Source data
####
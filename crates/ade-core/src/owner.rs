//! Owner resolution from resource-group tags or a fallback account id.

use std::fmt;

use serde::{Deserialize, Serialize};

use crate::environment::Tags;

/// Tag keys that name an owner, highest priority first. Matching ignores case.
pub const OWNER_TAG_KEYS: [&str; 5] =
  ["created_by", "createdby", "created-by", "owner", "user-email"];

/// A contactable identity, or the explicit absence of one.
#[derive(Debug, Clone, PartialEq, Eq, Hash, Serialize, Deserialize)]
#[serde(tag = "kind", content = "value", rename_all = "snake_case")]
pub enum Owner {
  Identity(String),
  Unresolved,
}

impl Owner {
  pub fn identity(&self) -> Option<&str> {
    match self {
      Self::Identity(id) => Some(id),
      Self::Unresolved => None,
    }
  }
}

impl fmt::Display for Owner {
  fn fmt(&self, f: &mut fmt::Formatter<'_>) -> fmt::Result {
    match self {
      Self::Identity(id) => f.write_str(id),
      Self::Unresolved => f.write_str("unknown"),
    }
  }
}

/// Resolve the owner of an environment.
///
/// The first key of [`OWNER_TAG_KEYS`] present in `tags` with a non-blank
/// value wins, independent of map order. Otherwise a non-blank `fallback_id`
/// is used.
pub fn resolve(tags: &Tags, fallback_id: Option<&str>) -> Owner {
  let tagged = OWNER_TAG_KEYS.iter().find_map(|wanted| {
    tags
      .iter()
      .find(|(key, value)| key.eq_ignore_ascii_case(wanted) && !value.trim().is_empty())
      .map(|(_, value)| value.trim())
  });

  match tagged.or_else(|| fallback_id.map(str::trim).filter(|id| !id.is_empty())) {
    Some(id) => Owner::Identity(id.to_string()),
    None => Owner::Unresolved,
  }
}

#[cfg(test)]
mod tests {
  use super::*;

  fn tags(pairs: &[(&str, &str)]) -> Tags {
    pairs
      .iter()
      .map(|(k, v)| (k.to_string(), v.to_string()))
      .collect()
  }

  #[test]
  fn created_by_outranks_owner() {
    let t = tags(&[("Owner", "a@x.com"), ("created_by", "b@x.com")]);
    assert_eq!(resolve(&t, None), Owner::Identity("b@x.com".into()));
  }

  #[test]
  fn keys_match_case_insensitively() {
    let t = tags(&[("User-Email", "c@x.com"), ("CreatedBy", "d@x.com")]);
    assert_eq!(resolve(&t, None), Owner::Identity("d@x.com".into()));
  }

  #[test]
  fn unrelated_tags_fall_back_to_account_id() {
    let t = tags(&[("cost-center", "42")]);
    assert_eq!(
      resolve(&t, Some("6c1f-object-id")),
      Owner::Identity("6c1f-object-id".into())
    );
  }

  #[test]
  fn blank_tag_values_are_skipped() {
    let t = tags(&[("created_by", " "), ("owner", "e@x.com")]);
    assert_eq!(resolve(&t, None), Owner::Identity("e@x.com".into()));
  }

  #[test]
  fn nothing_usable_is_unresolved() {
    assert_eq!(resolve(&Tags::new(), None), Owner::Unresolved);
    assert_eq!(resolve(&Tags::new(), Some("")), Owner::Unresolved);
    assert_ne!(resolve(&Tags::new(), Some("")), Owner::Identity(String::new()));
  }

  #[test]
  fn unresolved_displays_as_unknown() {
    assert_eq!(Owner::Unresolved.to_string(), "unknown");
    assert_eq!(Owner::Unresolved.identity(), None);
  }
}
####
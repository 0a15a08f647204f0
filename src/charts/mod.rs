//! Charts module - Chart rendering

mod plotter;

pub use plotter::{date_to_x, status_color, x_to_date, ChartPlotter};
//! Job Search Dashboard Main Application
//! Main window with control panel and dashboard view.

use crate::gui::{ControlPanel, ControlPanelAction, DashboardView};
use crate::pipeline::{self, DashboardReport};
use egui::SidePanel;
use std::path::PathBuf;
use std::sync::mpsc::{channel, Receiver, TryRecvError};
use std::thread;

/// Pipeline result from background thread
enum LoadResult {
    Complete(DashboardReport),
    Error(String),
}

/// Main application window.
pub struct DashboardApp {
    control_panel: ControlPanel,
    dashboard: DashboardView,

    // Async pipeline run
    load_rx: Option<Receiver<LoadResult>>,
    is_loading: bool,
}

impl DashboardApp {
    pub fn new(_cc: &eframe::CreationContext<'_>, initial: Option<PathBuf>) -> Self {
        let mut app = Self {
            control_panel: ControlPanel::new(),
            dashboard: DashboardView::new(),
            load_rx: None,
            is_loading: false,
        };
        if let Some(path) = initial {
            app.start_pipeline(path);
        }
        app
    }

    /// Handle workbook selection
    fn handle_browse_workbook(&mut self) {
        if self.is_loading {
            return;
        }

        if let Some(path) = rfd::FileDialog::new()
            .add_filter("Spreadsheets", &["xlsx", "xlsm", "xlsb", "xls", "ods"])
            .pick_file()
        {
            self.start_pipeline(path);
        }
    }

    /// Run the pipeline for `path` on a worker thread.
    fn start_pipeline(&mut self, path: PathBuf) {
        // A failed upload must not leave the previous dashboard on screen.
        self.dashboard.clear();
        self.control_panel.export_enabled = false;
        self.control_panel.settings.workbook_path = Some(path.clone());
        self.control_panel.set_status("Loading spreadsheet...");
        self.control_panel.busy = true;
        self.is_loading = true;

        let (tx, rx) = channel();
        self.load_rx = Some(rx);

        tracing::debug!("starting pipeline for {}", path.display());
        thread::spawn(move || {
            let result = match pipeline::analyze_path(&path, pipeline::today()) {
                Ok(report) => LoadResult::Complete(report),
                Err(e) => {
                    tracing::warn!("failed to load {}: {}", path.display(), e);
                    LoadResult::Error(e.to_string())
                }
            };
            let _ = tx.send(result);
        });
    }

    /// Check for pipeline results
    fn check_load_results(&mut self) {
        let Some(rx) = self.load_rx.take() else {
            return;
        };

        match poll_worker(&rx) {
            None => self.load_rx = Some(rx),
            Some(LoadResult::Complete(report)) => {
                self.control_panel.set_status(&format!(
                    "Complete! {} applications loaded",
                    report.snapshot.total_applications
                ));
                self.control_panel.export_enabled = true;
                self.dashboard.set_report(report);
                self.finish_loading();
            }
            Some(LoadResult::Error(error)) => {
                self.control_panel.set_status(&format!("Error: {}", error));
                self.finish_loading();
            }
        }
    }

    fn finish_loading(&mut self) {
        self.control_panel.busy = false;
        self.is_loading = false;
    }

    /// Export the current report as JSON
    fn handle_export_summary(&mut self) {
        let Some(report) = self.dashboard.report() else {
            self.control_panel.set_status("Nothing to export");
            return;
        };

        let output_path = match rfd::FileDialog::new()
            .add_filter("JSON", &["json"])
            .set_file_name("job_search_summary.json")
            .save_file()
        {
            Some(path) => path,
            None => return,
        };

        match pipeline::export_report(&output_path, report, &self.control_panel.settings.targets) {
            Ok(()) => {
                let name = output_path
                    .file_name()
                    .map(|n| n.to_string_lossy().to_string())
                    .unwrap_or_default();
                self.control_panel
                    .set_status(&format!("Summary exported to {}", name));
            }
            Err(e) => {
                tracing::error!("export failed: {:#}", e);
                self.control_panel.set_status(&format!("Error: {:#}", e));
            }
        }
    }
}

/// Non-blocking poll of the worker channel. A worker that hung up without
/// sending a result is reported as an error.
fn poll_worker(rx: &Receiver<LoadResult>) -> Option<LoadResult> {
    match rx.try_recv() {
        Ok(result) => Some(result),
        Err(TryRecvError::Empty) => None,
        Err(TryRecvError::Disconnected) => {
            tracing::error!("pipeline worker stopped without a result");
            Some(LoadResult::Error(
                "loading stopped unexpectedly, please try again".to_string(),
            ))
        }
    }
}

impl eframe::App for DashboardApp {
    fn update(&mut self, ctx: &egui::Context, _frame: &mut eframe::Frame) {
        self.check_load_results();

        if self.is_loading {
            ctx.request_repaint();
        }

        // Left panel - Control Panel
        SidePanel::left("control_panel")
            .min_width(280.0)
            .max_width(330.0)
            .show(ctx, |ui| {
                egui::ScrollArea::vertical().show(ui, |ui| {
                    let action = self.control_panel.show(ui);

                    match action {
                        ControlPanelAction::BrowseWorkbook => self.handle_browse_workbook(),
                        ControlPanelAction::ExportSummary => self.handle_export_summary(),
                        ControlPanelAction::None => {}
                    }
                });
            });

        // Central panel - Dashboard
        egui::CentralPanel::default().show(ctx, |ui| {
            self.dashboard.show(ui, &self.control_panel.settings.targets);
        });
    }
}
####
**WHAT YOU WILL DO:** From the line holding "filename crates/ade-core/src/owner.rs" to the line holding "absence of one.", inclusive, restate each line above exactly as written.

**EXERCISE OUTPUT:**
filename crates/ade-core/src/owner.rs
//! Owner resolution from resource-group tags or a fallback account id.

use std::fmt;

use serde::{Deserialize, Serialize};

use crate::environment::Tags;

/// Tag keys that name an owner, highest priority first. Matching ignores case.
pub const OWNER_TAG_KEYS: [&str; 5] =
  ["created_by", "createdby", "created-by", "owner", "user-email"];

/// A contactable identity, or the explicit absence of one.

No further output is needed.